Iran's hardline President Mahmoud Ahmadinejad dismisses Security Council demands. Photo courtesy of AFP.
by Staff Writers
United Nations (AFP) Apr 25, 2006
The UN Security Council will consider a draft resolution that would legally require Iran to comply with demands that it freeze all uranium enrichment activities, US Ambassador John Bolton said Monday. Bolton told reporters the 15-member council would be discussing this week possible responses to a report by International Atomic Energy Agency (IAEA) head Mohamed ElBaradei.

The report assesses Tehran's compliance with UN demands to stop enrichment activities among other things by a Friday deadline set by the council on March 29 in a non-binding statement.

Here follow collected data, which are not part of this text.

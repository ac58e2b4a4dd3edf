pub mod diagnostics;
pub mod embed;
pub mod ingest;
pub mod layout;
pub mod normalizer;
pub mod results_sheet;
pub mod sink;
pub mod styles;
pub mod summary;
pub mod types;

use anyhow::Result;
use std::path::{Path, PathBuf};

use crate::utils::config::ReportConfig;
use diagnostics::Diagnostics;
use embed::{FsImageSource, ImageSource, ScreenshotEmbedder};
use ingest::Ingestor;
use layout::WorkbookLayout;
use normalizer::Normalizer;
use results_sheet::ResultsSheetBuilder;
use sink::{WorkbookSink, XlsxSink};
use styles::StyleRegistry;
use types::{ResultRecord, SummaryStat};

/// Everything produced by one conversion run
#[derive(Debug, Default)]
pub struct ConversionOutcome {
    pub records: Vec<ResultRecord>,
    pub stats: Vec<SummaryStat>,
    pub workbook: WorkbookLayout,
    /// Set once the workbook has been written
    pub written_to: Option<PathBuf>,
    pub diagnostics: Diagnostics,
}

impl ConversionOutcome {
    pub fn succeeded(&self) -> bool {
        self.written_to.is_some()
    }
}

/// Converts a folder of runner JSON files into an Excel report.
pub struct ReportConverter {
    config: ReportConfig,
    styles: StyleRegistry,
    images: Box<dyn ImageSource + Send + Sync>,
    sink: Box<dyn WorkbookSink + Send + Sync>,
}

impl ReportConverter {
    pub fn new(config: ReportConfig) -> Self {
        Self {
            config,
            styles: StyleRegistry::new(),
            images: Box::new(FsImageSource),
            sink: Box::new(XlsxSink),
        }
    }

    pub fn with_image_source(mut self, images: impl ImageSource + Send + Sync + 'static) -> Self {
        self.images = Box::new(images);
        self
    }

    pub fn with_sink(mut self, sink: impl WorkbookSink + Send + Sync + 'static) -> Self {
        self.sink = Box::new(sink);
        self
    }

    /// Read `dir` and produce the workbook layout without writing anything.
    pub async fn build(&self, dir: &Path) -> Result<ConversionOutcome> {
        let ingestor = Ingestor::new(Normalizer::new(self.config.sanitize_errors));
        let ingested = ingestor.ingest_dir(dir).await?;
        let mut diagnostics = ingested.diagnostics;
        let records = ingested.records;

        let stats = summary::calculate_summary_stats(&records);
        let workbook = self.build_workbook(&records, &stats, &mut diagnostics);

        Ok(ConversionOutcome {
            records,
            stats,
            workbook,
            written_to: None,
            diagnostics,
        })
    }

    /// Lay out both sheets for an already ingested record list and its stats.
    pub fn build_workbook(
        &self,
        records: &[ResultRecord],
        stats: &[SummaryStat],
        diagnostics: &mut Diagnostics,
    ) -> WorkbookLayout {
        let layout = &self.config.layout;
        let embedder = self
            .config
            .bind_screenshots
            .then(|| ScreenshotEmbedder::new(&*self.images, layout));

        let results = ResultsSheetBuilder::new(&self.styles, layout, embedder)
            .build(records, diagnostics);
        let summary = summary::build_summary_sheet(stats, &self.styles, layout);

        WorkbookLayout {
            sheets: vec![results, summary],
        }
    }

    /// Full conversion: ingest, lay out and write the workbook.
    ///
    /// Never fails. Anything that goes wrong is logged and recorded in the
    /// returned diagnostics, and whatever could be produced is kept.
    pub async fn convert_folder(&self, dir: &Path) -> ConversionOutcome {
        let mut outcome = match self.build(dir).await {
            Ok(outcome) => outcome,
            Err(e) => {
                let mut outcome = ConversionOutcome::default();
                outcome
                    .diagnostics
                    .error(format!("Error converting JSON to Excel: {:#}", e));
                return outcome;
            }
        };

        let path = &self.config.output_path;
        match self.sink.save(&outcome.workbook, path) {
            Ok(()) => {
                log::info!("Excel report successfully written to {}", path.display());
                outcome.written_to = Some(path.clone());
            }
            Err(e) => outcome
                .diagnostics
                .error(format!("Error writing Excel report: {}", e)),
        }

        outcome
    }
}

/// Convert `dir` to an Excel report at `output_path`.
///
/// `bind_screenshots` enables image embedding when it equals "Yes" (any case).
pub async fn convert_json_folder_to_excel(
    dir: &Path,
    output_path: &Path,
    bind_screenshots: &str,
) -> ConversionOutcome {
    ReportConverter::new(ReportConfig::new(output_path, bind_screenshots))
        .convert_folder(dir)
        .await
}

/// Ingest `dir` and write only `<summary_dir>/test-summary.txt`.
pub async fn summarize_folder(dir: &Path, summary_dir: &Path) -> Result<PathBuf> {
    let ingested = Ingestor::default().ingest_dir(dir).await?;
    let stats = summary::calculate_summary_stats(&ingested.records);
    summary::write_summary_text(&stats, summary_dir)
}
pub mod report;
pub mod utils;

// Re-export common items
pub use report::{convert_json_folder_to_excel, ConversionOutcome, ReportConverter};
pub use utils::config::ReportConfig;
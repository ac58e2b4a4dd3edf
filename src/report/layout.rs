//! In-memory description of the workbook handed to a [`WorkbookSink`](super::sink::WorkbookSink).
//!
//! Rows and columns are 0-based, so the header is row 0 and the first record is row 1.

use super::styles::CellStyle;

#[derive(Debug, Clone, PartialEq)]
pub enum CellValue {
    Text(String),
    Number(f64),
    Blank,
}

#[derive(Debug, Clone, PartialEq)]
pub struct Cell {
    pub value: CellValue,
    pub style: CellStyle,
}

impl Cell {
    pub fn text(value: impl Into<String>, style: CellStyle) -> Self {
        Self {
            value: CellValue::Text(value.into()),
            style,
        }
    }

    pub fn number(value: f64, style: CellStyle) -> Self {
        Self {
            value: CellValue::Number(value),
            style,
        }
    }

    pub fn blank(style: CellStyle) -> Self {
        Self {
            value: CellValue::Blank,
            style,
        }
    }

    pub fn as_text(&self) -> Option<&str> {
        match &self.value {
            CellValue::Text(s) => Some(s),
            _ => None,
        }
    }
}

#[derive(Debug, Clone, PartialEq)]
pub struct Row {
    pub cells: Vec<Cell>,
    /// `None` keeps the application default height
    pub height: Option<f64>,
}

#[derive(Debug, Clone, PartialEq)]
pub struct Column {
    pub header: String,
    pub width: f64,
}

/// Vertical merge over a single column. `first_row == last_row` is a one-row block.
#[derive(Debug, Clone, PartialEq)]
pub struct MergeRange {
    pub first_row: u32,
    pub last_row: u32,
    pub col: u16,
    pub style: CellStyle,
}

impl MergeRange {
    pub fn is_single_cell(&self) -> bool {
        self.first_row == self.last_row
    }
}

/// PNG image anchored at the top-left corner of a cell
#[derive(Debug, Clone, PartialEq)]
pub struct ImageAnchor {
    pub row: u32,
    pub col: u16,
    pub png: Vec<u8>,
    pub width: u32,
    pub height: u32,
}

#[derive(Debug, Clone, PartialEq)]
pub struct SheetLayout {
    pub name: String,
    pub columns: Vec<Column>,
    pub rows: Vec<Row>,
    pub merges: Vec<MergeRange>,
    pub images: Vec<ImageAnchor>,
    pub frozen_rows: u32,
}

impl SheetLayout {
    pub fn new(name: &str, columns: Vec<Column>) -> Self {
        Self {
            name: name.to_string(),
            columns,
            rows: Vec::new(),
            merges: Vec::new(),
            images: Vec::new(),
            frozen_rows: 0,
        }
    }

    /// Rows after the header
    pub fn data_rows(&self) -> &[Row] {
        self.rows.get(1..).unwrap_or(&[])
    }
}

#[derive(Debug, Clone, PartialEq, Default)]
pub struct WorkbookLayout {
    pub sheets: Vec<SheetLayout>,
}

impl WorkbookLayout {
    pub fn sheet(&self, name: &str) -> Option<&SheetLayout> {
        self.sheets.iter().find(|s| s.name == name)
    }
}
//! Turns raw runner entries into [`ResultRecord`]s.

use super::types::{ResultRecord, TestStatus};
use regex::Regex;
use serde::Deserialize;
use serde_json::Value;
use std::sync::OnceLock;

pub const DEFAULT_SUITE_NAME: &str = "Default Suite";

/// Runner entry as found in the JSON files. Every field is optional and untyped.
#[derive(Debug, Default, Clone, Deserialize)]
#[serde(rename_all = "camelCase")]
pub struct RawRecord {
    pub suite_name: Option<Value>,
    pub test_name: Option<Value>,
    pub status: Option<Value>,
    pub error: Option<Value>,
    pub screenshot: Option<Value>,
}

#[derive(Debug, Clone, Copy, Default)]
pub struct Normalizer {
    pub sanitize_errors: bool,
}

impl Normalizer {
    pub fn new(sanitize_errors: bool) -> Self {
        Self { sanitize_errors }
    }

    pub fn normalize(&self, raw: &RawRecord) -> ResultRecord {
        let suite_name =
            text(&raw.suite_name).unwrap_or_else(|| DEFAULT_SUITE_NAME.to_string());
        let status = text(&raw.status)
            .map(|s| TestStatus::parse(&s))
            .unwrap_or_else(TestStatus::unknown);
        let error = text(&raw.error).unwrap_or_default();
        let error = if self.sanitize_errors {
            sanitize_error_message(&error)
        } else {
            error
        };

        ResultRecord {
            suite_name: remove_suite_suffix(&suite_name),
            test_name: text(&raw.test_name).unwrap_or_default(),
            status,
            error,
            screenshot_path: text(&raw.screenshot).unwrap_or_default(),
        }
    }
}

/// Render a JSON field as text. Absent, null and empty values count as missing.
fn text(value: &Option<Value>) -> Option<String> {
    let rendered = match value.as_ref()? {
        Value::Null => return None,
        Value::String(s) => s.clone(),
        other => other.to_string(),
    };
    if rendered.is_empty() {
        None
    } else {
        Some(rendered)
    }
}

fn suite_suffix() -> &'static Regex {
    static RE: OnceLock<Regex> = OnceLock::new();
    RE.get_or_init(|| Regex::new(r"(?i)suite[0-9]+$").expect("static regex"))
}

fn ansi_sequence() -> &'static Regex {
    static RE: OnceLock<Regex> = OnceLock::new();
    RE.get_or_init(|| {
        Regex::new(r"[\x1b\x{9b}]\[[0-9]{1,2}(;[0-9]{1,2})?(m|K)").expect("static regex")
    })
}

/// Strip a trailing `suiteNNN` token. Whitespace in front of it is kept.
pub fn remove_suite_suffix(suite_name: &str) -> String {
    suite_suffix().replace(suite_name, "").into_owned()
}

/// Drop ANSI colour codes and keep only the first trimmed line of an error.
pub fn sanitize_error_message(message: &str) -> String {
    let cleaned = ansi_sequence().replace_all(message, "");
    cleaned.lines().next().unwrap_or("").trim().to_string()
}

#[cfg(test)]
mod tests {
    use super::*;
    use serde_json::json;

    fn raw(value: Value) -> RawRecord {
        serde_json::from_value(value).unwrap()
    }

    #[test]
    fn test_suffix_stripping() {
        assert_eq!(remove_suite_suffix("Checkout suite3"), "Checkout ");
        assert_eq!(remove_suite_suffix("Checkout"), "Checkout");
        assert_eq!(remove_suite_suffix("Checkout SUITE12"), "Checkout ");
        assert_eq!(remove_suite_suffix("Login Suite2"), "Login ");
        assert_eq!(remove_suite_suffix("suite 2"), "suite 2");
        assert_eq!(remove_suite_suffix("Suite2 Login"), "Suite2 Login");
    }

    #[test]
    fn test_only_ascii_digits_form_a_suffix() {
        // Arabic-Indic three and fullwidth one
        assert_eq!(remove_suite_suffix("Login suite\u{0663}"), "Login suite\u{0663}");
        assert_eq!(remove_suite_suffix("Login Suite\u{FF11}"), "Login Suite\u{FF11}");
        assert_eq!(
            sanitize_error_message("\u{1b}[\u{0663}mred"),
            "\u{1b}[\u{0663}mred"
        );
    }

    #[test]
    fn test_defaults_for_missing_fields() {
        let record = Normalizer::default().normalize(&raw(json!({ "testName": "opens" })));
        assert_eq!(record.suite_name, DEFAULT_SUITE_NAME);
        assert_eq!(record.test_name, "opens");
        assert_eq!(record.status.as_str(), "UNKNOWN");
        assert_eq!(record.error, "");
        assert_eq!(record.screenshot_path, "");
    }

    #[test]
    fn test_empty_values_fall_back() {
        let record = Normalizer::default().normalize(&raw(json!({
            "suiteName": "",
            "status": "",
            "error": null
        })));
        assert_eq!(record.suite_name, DEFAULT_SUITE_NAME);
        assert_eq!(record.status, TestStatus::unknown());
        assert_eq!(record.test_name, "");
    }

    #[test]
    fn test_full_record() {
        let record = Normalizer::default().normalize(&raw(json!({
            "suiteName": "Payments suite7",
            "testName": "refund",
            "status": "FAILED",
            "error": "boom",
            "screenshot": "/tmp/shot.png"
        })));
        assert_eq!(record.suite_name, "Payments ");
        assert_eq!(record.status, TestStatus::Failed);
        assert_eq!(record.error, "boom");
        assert!(record.has_screenshot());
    }

    #[test]
    fn test_non_string_test_name_is_rendered() {
        let record = Normalizer::default().normalize(&raw(json!({ "testName": 42 })));
        assert_eq!(record.test_name, "42");
    }

    #[test]
    fn test_sanitize_error_message() {
        let message = "\u{1b}[31mExpected true\u{1b}[39m\n    at login.test.js:10";
        assert_eq!(sanitize_error_message(message), "Expected true");
        assert_eq!(sanitize_error_message(""), "");

        let record = Normalizer::new(true).normalize(&raw(json!({ "error": message })));
        assert_eq!(record.error, "Expected true");
    }
}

"Our expectation would be that assuming no change of direction by Iran and there's no reason to think there will be a change of direction, we'll look at a 'Chapter 7' resolution to make mandatory all the existing IAEA resolutions," Bolton said.

Chapter 7 of the UN Charter, which is invoked in case of threats to international peace and security, can open the door to sanctions or even military action.

"We will be consulting this week on the nature of the language (of the draft)," Bolton said.

US Undersecretary of State for Political Affairs, Nicholas Burns, said Friday that Britain and France were expected to present the Chapter 7 draft next week.

But China's UN envoy Wang Guangya, the president of the council for April, warned Monday:"I don't think it (a Chapter 7 resolution) will be a productive move."

Iran's hardline President Mahmoud Ahmadinejad on Monday rejected Security Council demands that Tehran take concrete steps to allay Western suspicions that it is seeking a nuclear weapons capability, and warned that the Islamic republic could quit the Non-Proliferation Treaty (NPT).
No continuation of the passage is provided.